Saved data entries:
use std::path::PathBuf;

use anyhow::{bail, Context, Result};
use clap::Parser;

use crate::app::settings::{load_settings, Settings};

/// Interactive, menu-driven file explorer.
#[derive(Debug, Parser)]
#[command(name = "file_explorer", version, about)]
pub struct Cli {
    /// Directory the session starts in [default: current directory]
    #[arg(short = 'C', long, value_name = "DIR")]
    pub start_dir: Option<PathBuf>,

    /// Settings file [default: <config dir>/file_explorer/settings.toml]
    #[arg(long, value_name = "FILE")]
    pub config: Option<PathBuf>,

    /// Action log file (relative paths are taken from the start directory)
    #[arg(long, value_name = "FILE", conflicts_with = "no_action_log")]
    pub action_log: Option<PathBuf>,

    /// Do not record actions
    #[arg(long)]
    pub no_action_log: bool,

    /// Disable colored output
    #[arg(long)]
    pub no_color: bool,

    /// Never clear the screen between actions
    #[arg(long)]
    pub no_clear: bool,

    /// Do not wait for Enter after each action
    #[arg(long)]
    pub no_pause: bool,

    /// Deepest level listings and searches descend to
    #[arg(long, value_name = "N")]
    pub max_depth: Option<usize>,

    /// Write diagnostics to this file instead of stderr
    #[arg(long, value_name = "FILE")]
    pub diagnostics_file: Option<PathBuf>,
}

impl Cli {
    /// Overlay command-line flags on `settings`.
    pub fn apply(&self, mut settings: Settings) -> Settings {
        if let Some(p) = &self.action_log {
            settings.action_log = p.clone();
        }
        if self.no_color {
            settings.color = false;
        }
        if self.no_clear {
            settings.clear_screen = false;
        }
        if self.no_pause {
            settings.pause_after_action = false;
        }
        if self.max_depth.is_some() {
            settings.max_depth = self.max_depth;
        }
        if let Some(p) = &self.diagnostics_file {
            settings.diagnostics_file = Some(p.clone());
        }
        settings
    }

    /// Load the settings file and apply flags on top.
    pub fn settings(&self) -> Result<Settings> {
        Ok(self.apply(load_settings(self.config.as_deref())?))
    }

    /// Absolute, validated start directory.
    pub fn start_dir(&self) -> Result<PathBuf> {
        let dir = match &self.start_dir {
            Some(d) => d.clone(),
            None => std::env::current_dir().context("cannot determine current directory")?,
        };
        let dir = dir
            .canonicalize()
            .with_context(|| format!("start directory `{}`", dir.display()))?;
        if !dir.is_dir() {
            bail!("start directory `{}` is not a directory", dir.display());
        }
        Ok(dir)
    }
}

HOW TO COMPLETE THIS TASK — Print exactly the lines between the line with "if let Some(p) = &self.diagnostics_file" and the final line of the records above, both included.

SOLUTION FOR THIS TASK —
        if let Some(p) = &self.diagnostics_file {
            settings.diagnostics_file = Some(p.clone());
        }
        settings
    }

    /// Load the settings file and apply flags on top.
    pub fn settings(&self) -> Result<Settings> {
        Ok(self.apply(load_settings(self.config.as_deref())?))
    }

    /// Absolute, validated start directory.
    pub fn start_dir(&self) -> Result<PathBuf> {
        let dir = match &self.start_dir {
            Some(d) => d.clone(),
            None => std::env::current_dir().context("cannot determine current directory")?,
        };
        let dir = dir
            .canonicalize()
            .with_context(|| format!("start directory `{}`", dir.display()))?;
        if !dir.is_dir() {
            bail!("start directory `{}` is not a directory", dir.display());
        }
        Ok(dir)
    }
}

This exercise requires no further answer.